Cosmetic and political more than significant describe
no party state Rep. Malinda White’s
dropping of her Democrat label.
Last week, White announced she would leave the party. She claimed frustration with a partisan atmosphere at the Capitol and asserted her constituents felt more like she should speak for issues and ideas. Former state party executive director Stephen Handwerk speculated intraparty friction might have soured her, which he conjectured came from the increasingly far left tilt of the organization’s leadership (that mimics the trend seen at the national level). Of course, Handwerk himself appears to have been a casualty of this when he exited his former role as a new central committee gained election with extreme leftists and/or blacks becoming more prominent a portion in the party’s base and leadership, so he may be imprinting this experience onto his interpretation.

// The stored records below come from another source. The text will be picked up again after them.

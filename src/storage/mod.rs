use std::sync::Arc;

use crate::errors::Result;
use crate::models::{
    PaginatedResponse, PaginationQuery,
    announcements::{Announcement, AnnouncementScope, NewAnnouncement},
    assignments::{Assignment, NewAssignment, UpdateAssignmentRequest},
    attendance::{AttendanceRecord, AttendanceSession, AttendanceStatus, RecordInput},
    audit::{AuditListParams, AuditLog, NewAuditLog},
    chat::{ChatMessage, ChatRoom, NewChatRoom},
    classes::{
        entities::Class,
        requests::{ClassListQuery, NewClass, UpdateClassRequest},
    },
    enrollments::{Enrollment, EnrollmentStatus},
    events::{Event, EventQuery, NewEvent, UpdateEventRequest},
    exams::{
        AnswerInput, AnswerMark, AttemptStatus, Exam, ExamAttempt, NewExam, NewQuestion, Question,
        QuestionAnswer, UpdateExamRequest, UpdateQuestionRequest,
    },
    materials::{Material, NewMaterial, UpdateMaterialRequest},
    notifications::{NewNotification, Notification},
    submissions::{Submission, SubmissionStatus},
    users::{
        entities::{User, UserRole},
        requests::{NewUser, UserChanges, UserListParams},
    },
};

pub mod sea_orm_storage;

#[async_trait::async_trait]
pub trait Storage: Send + Sync {
    /// 用户管理
    async fn create_user(&self, user: NewUser) -> Result<User>;
    async fn get_user_by_id(&self, id: i64) -> Result<Option<User>>;
    async fn get_user_by_username(&self, username: &str) -> Result<Option<User>>;
    async fn get_user_by_email(&self, email: &str) -> Result<Option<User>>;
    // 通过用户名或邮箱获取用户
    async fn get_user_by_username_or_email(&self, identifier: &str) -> Result<Option<User>>;
    async fn get_users_by_ids(&self, ids: &[i64]) -> Result<Vec<User>>;
    async fn list_users_with_pagination(
        &self,
        query: UserListParams,
    ) -> Result<PaginatedResponse<User>>;
    async fn list_active_user_ids(&self) -> Result<Vec<i64>>;
    async fn update_user(&self, id: i64, changes: UserChanges) -> Result<Option<User>>;
    async fn delete_user(&self, id: i64) -> Result<bool>;
    async fn update_last_login(&self, id: i64) -> Result<bool>;
    async fn count_users(&self) -> Result<u64>;
    async fn count_users_by_role(&self, role: UserRole) -> Result<u64>;

    /// 班级管理
    async fn create_class(&self, class: NewClass) -> Result<Class>;
    async fn get_class_by_id(&self, class_id: i64) -> Result<Option<Class>>;
    async fn get_class_by_code(&self, class_code: &str) -> Result<Option<Class>>;
    async fn get_classes_by_ids(&self, ids: &[i64]) -> Result<Vec<Class>>;
    async fn list_classes_with_pagination(
        &self,
        query: ClassListQuery,
    ) -> Result<PaginatedResponse<Class>>;
    async fn list_teacher_class_ids(&self, teacher_id: i64) -> Result<Vec<i64>>;
    async fn update_class(
        &self,
        class_id: i64,
        update: UpdateClassRequest,
    ) -> Result<Option<Class>>;
    async fn delete_class(&self, class_id: i64) -> Result<bool>;
    async fn count_classes(&self) -> Result<u64>;

    /// 选课管理
    async fn get_enrollment_by_id(&self, id: i64) -> Result<Option<Enrollment>>;
    async fn get_enrollment(&self, class_id: i64, student_id: i64) -> Result<Option<Enrollment>>;
    // 新建待审核记录，已被拒绝的记录重置为待审核
    async fn request_enrollment(
        &self,
        class_id: i64,
        student_id: i64,
        message: Option<String>,
    ) -> Result<Enrollment>;
    async fn list_class_enrollments(
        &self,
        class_id: i64,
        status: Option<EnrollmentStatus>,
        pagination: PaginationQuery,
    ) -> Result<PaginatedResponse<Enrollment>>;
    async fn list_student_enrollments(
        &self,
        student_id: i64,
        status: Option<EnrollmentStatus>,
    ) -> Result<Vec<Enrollment>>;
    // 仅当记录仍为 pending 时生效，返回是否更新
    async fn decide_enrollment(
        &self,
        id: i64,
        status: EnrollmentStatus,
        decided_by: i64,
    ) -> Result<bool>;
    async fn delete_enrollment(&self, id: i64) -> Result<bool>;
    async fn count_approved_students(&self, class_id: i64) -> Result<u64>;
    async fn list_approved_student_ids(&self, class_id: i64) -> Result<Vec<i64>>;
    async fn list_approved_class_ids(&self, student_id: i64) -> Result<Vec<i64>>;
    // class_ids 为 None 时统计全部班级
    async fn count_enrollments_by_status(
        &self,
        class_ids: Option<&[i64]>,
        status: EnrollmentStatus,
    ) -> Result<u64>;

    /// 作业管理
    async fn create_assignment(&self, assignment: NewAssignment) -> Result<Assignment>;
    async fn get_assignment_by_id(&self, id: i64) -> Result<Option<Assignment>>;
    async fn list_class_assignments(
        &self,
        class_id: i64,
        pagination: PaginationQuery,
    ) -> Result<PaginatedResponse<Assignment>>;
    async fn list_assignments_for_classes(&self, class_ids: &[i64]) -> Result<Vec<Assignment>>;
    async fn update_assignment(
        &self,
        id: i64,
        update: UpdateAssignmentRequest,
    ) -> Result<Option<Assignment>>;
    async fn delete_assignment(&self, id: i64) -> Result<bool>;

    /// 作业提交
    async fn get_submission_by_id(&self, id: i64) -> Result<Option<Submission>>;
    async fn get_submission(
        &self,
        assignment_id: i64,
        student_id: i64,
    ) -> Result<Option<Submission>>;
    // 已批改的提交不会被覆盖，返回 None
    async fn upsert_submission(
        &self,
        assignment_id: i64,
        student_id: i64,
        content: String,
        attachment_url: Option<String>,
        status: SubmissionStatus,
    ) -> Result<Option<Submission>>;
    async fn list_assignment_submissions(
        &self,
        assignment_id: i64,
        status: Option<SubmissionStatus>,
        pagination: PaginationQuery,
    ) -> Result<PaginatedResponse<Submission>>;
    async fn list_student_submissions(
        &self,
        student_id: i64,
        assignment_ids: &[i64],
    ) -> Result<Vec<Submission>>;
    async fn grade_submission(
        &self,
        id: i64,
        score: f64,
        feedback: Option<String>,
        graded_by: i64,
    ) -> Result<Option<Submission>>;
    async fn count_ungraded_submissions(&self, class_ids: &[i64]) -> Result<u64>;

    /// 考试与题目
    async fn create_exam(&self, exam: NewExam) -> Result<Exam>;
    async fn get_exam_by_id(&self, id: i64) -> Result<Option<Exam>>;
    async fn list_class_exams(
        &self,
        class_id: i64,
        published_only: bool,
        pagination: PaginationQuery,
    ) -> Result<PaginatedResponse<Exam>>;
    async fn list_exams_for_classes(
        &self,
        class_ids: &[i64],
        published_only: bool,
    ) -> Result<Vec<Exam>>;
    async fn update_exam(&self, id: i64, update: UpdateExamRequest) -> Result<Option<Exam>>;
    async fn delete_exam(&self, id: i64) -> Result<bool>;
    // 题目增删改后同步更新考试总分
    async fn create_question(&self, question: NewQuestion) -> Result<Question>;
    async fn get_question_by_id(&self, id: i64) -> Result<Option<Question>>;
    async fn list_exam_questions(&self, exam_id: i64) -> Result<Vec<Question>>;
    async fn update_question(
        &self,
        id: i64,
        update: UpdateQuestionRequest,
    ) -> Result<Option<Question>>;
    async fn delete_question(&self, id: i64) -> Result<bool>;

    /// 考试作答
    async fn create_attempt(
        &self,
        exam_id: i64,
        student_id: i64,
        question_order: Vec<i64>,
    ) -> Result<ExamAttempt>;
    async fn get_attempt_by_id(&self, id: i64) -> Result<Option<ExamAttempt>>;
    async fn get_attempt(&self, exam_id: i64, student_id: i64) -> Result<Option<ExamAttempt>>;
    async fn list_exam_attempts(
        &self,
        exam_id: i64,
        pagination: PaginationQuery,
    ) -> Result<PaginatedResponse<ExamAttempt>>;
    async fn list_student_attempts(
        &self,
        student_id: i64,
        exam_ids: &[i64],
    ) -> Result<Vec<ExamAttempt>>;
    async fn save_answers(
        &self,
        attempt_id: i64,
        answers: &[AnswerInput],
    ) -> Result<Vec<QuestionAnswer>>;
    async fn list_attempt_answers(&self, attempt_id: i64) -> Result<Vec<QuestionAnswer>>;
    // 在事务中写入判分并切换状态，状态不是 expected 时返回 None
    async fn finalize_attempt(
        &self,
        attempt_id: i64,
        expected: AttemptStatus,
        next: AttemptStatus,
        marks: Vec<AnswerMark>,
        score: Option<f64>,
        graded_by: Option<i64>,
    ) -> Result<Option<ExamAttempt>>;
    async fn count_attempts_by_status(
        &self,
        class_ids: &[i64],
        status: AttemptStatus,
    ) -> Result<u64>;

    /// 考勤
    async fn create_attendance_session(
        &self,
        class_id: i64,
        session_date: &str,
        topic: Option<String>,
        created_by: i64,
    ) -> Result<AttendanceSession>;
    async fn get_attendance_session(&self, id: i64) -> Result<Option<AttendanceSession>>;
    async fn list_class_sessions(
        &self,
        class_id: i64,
        pagination: PaginationQuery,
    ) -> Result<PaginatedResponse<AttendanceSession>>;
    async fn upsert_attendance_records(
        &self,
        session_id: i64,
        records: &[RecordInput],
    ) -> Result<Vec<AttendanceRecord>>;
    async fn list_session_records(&self, session_id: i64) -> Result<Vec<AttendanceRecord>>;
    // 返回 (class_id, status)
    async fn list_student_attendance(
        &self,
        student_id: i64,
    ) -> Result<Vec<(i64, AttendanceStatus)>>;

    /// 学习资料
    async fn create_material(&self, material: NewMaterial) -> Result<Material>;
    async fn get_material_by_id(&self, id: i64) -> Result<Option<Material>>;
    async fn list_class_materials(
        &self,
        class_id: i64,
        pagination: PaginationQuery,
    ) -> Result<PaginatedResponse<Material>>;
    async fn update_material(
        &self,
        id: i64,
        update: UpdateMaterialRequest,
    ) -> Result<Option<Material>>;
    async fn delete_material(&self, id: i64) -> Result<bool>;

    /// 公告
    async fn create_announcement(&self, announcement: NewAnnouncement) -> Result<Announcement>;
    async fn get_announcement_by_id(&self, id: i64) -> Result<Option<Announcement>>;
    async fn list_announcements(
        &self,
        scope: AnnouncementScope,
        class_id: Option<i64>,
        pagination: PaginationQuery,
    ) -> Result<PaginatedResponse<Announcement>>;
    async fn delete_announcement(&self, id: i64) -> Result<bool>;
    async fn count_announcements(&self) -> Result<u64>;

    /// 通知
    async fn create_notifications(&self, notifications: Vec<NewNotification>) -> Result<u64>;
    async fn list_user_notifications(
        &self,
        user_id: i64,
        unread_only: bool,
        pagination: PaginationQuery,
    ) -> Result<PaginatedResponse<Notification>>;
    async fn count_unread_notifications(&self, user_id: i64) -> Result<u64>;
    async fn mark_notification_read(&self, id: i64, user_id: i64) -> Result<bool>;
    async fn mark_all_notifications_read(&self, user_id: i64) -> Result<u64>;
    async fn delete_notification(&self, id: i64, user_id: i64) -> Result<bool>;

    /// 聊天
    async fn create_chat_room(&self, room: NewChatRoom) -> Result<ChatRoom>;
    async fn get_chat_room(&self, id: i64) -> Result<Option<ChatRoom>>;
    async fn find_direct_room(&self, user_a: i64, user_b: i64) -> Result<Option<ChatRoom>>;
    async fn find_class_room(&self, class_id: i64) -> Result<Option<ChatRoom>>;
    async fn list_user_rooms(&self, user_id: i64) -> Result<Vec<ChatRoom>>;
    async fn list_room_member_ids(&self, room_id: i64) -> Result<Vec<i64>>;
    async fn is_room_member(&self, room_id: i64, user_id: i64) -> Result<bool>;
    async fn create_chat_message(
        &self,
        room_id: i64,
        sender_id: i64,
        content: String,
    ) -> Result<ChatMessage>;
    async fn list_room_messages(
        &self,
        room_id: i64,
        pagination: PaginationQuery,
    ) -> Result<PaginatedResponse<ChatMessage>>;

    /// 日程
    async fn create_event(&self, event: NewEvent) -> Result<Event>;
    async fn get_event_by_id(&self, id: i64) -> Result<Option<Event>>;
    async fn list_events(&self, query: EventQuery) -> Result<Vec<Event>>;
    async fn update_event(&self, id: i64, update: UpdateEventRequest) -> Result<Option<Event>>;
    async fn delete_event(&self, id: i64) -> Result<bool>;

    /// 审计
    async fn create_audit_log(&self, log: NewAuditLog) -> Result<AuditLog>;
    async fn list_audit_logs(&self, query: AuditListParams) -> Result<PaginatedResponse<AuditLog>>;
    async fn list_recent_audit_logs(&self, limit: u64) -> Result<Vec<AuditLog>>;

    /// 数据库连通性检查
    async fn ping(&self) -> Result<()>;
}

pub async fn create_storage() -> Result<Arc<dyn Storage>> {
    let storage = sea_orm_storage::SeaOrmStorage::new_async().await?;
    Ok(Arc::new(storage))
}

Reviewing this legislative session her votes on 16 pieces of key legislation – all vetoed by the state’s most prominent Democrat whose behavior increasing aligns with this violent movement to the left, Gov. John Bel Edwards – White voted for six, opposed five, and didn’t vote on five. As an absence essentially counts as a negative vote, insofar as Republicans and conservatives were concerned, she only voted the right way 37.5 percent of the time on these controversial non-fiscal issues.
Her skew to the left also appears in her Louisiana Legislature Log voting scores for 2019 and 2020. She averaged 67.5 (where 100 represents the maximum conservative/reform score), which was similar to the two no party representatives seated in this period, state Reps. Roy Daryl Adams and Joe Marino. This average was just below the overall chamber average of about 68.5, meaning she was well below the GOP average of about 83.5 but quite a bit above her former party’s average of just over 41. Of course, all three lower house members have consistently supported budgets and tax measures that increase the size of government.
Clearly, White doesn’t fit with the majority of her former party, but neither does this move indicate that Republicans can rely upon her more often than not. Electoral imperatives explain why she has staked out this middle ground.
As Democrats at the national level and among Louisiana elected officials and activists continue with this sharp movement leftward – not facing similar constraints as do European mainstream leftist parties that now arguably have these organizations based on the idea of social democracy advocating more conservative policies than America’s Democrats – increasing numbers of Louisiana Democrats of the populist variety in the party’s base see the label less and less attractively. More and more it reminds them of the radical Washington politicians now running the national government and everything associated with that – America last, paying people not to work, being woke, boys being girls and vice versa, etc. – serving to poison the label.
If we are to believe White’s reasoning, the party actually left her long ago – after all, U.S. House Speaker Nancy Pelosi took over two-and-a-half years ago, just as the Squad formed up to punch way above their collective weights – but it didn’t become politically expedient for her to jettison the label until now. Perhaps the last straw came when on the House floor she went psycho and verbally threatened gun violence, creating additional future electoral baggage for her.
So, she had to drop some heavier pieces, such as her label. But this move should be seen as a strategic evolution by politicians more sympathetic, even if marginally, to Democrats than Republicans in constituencies more sympathetic to Republicans than Democrats, not as any genuine reevaluation of their own beliefs relative to those of their former co-partisans.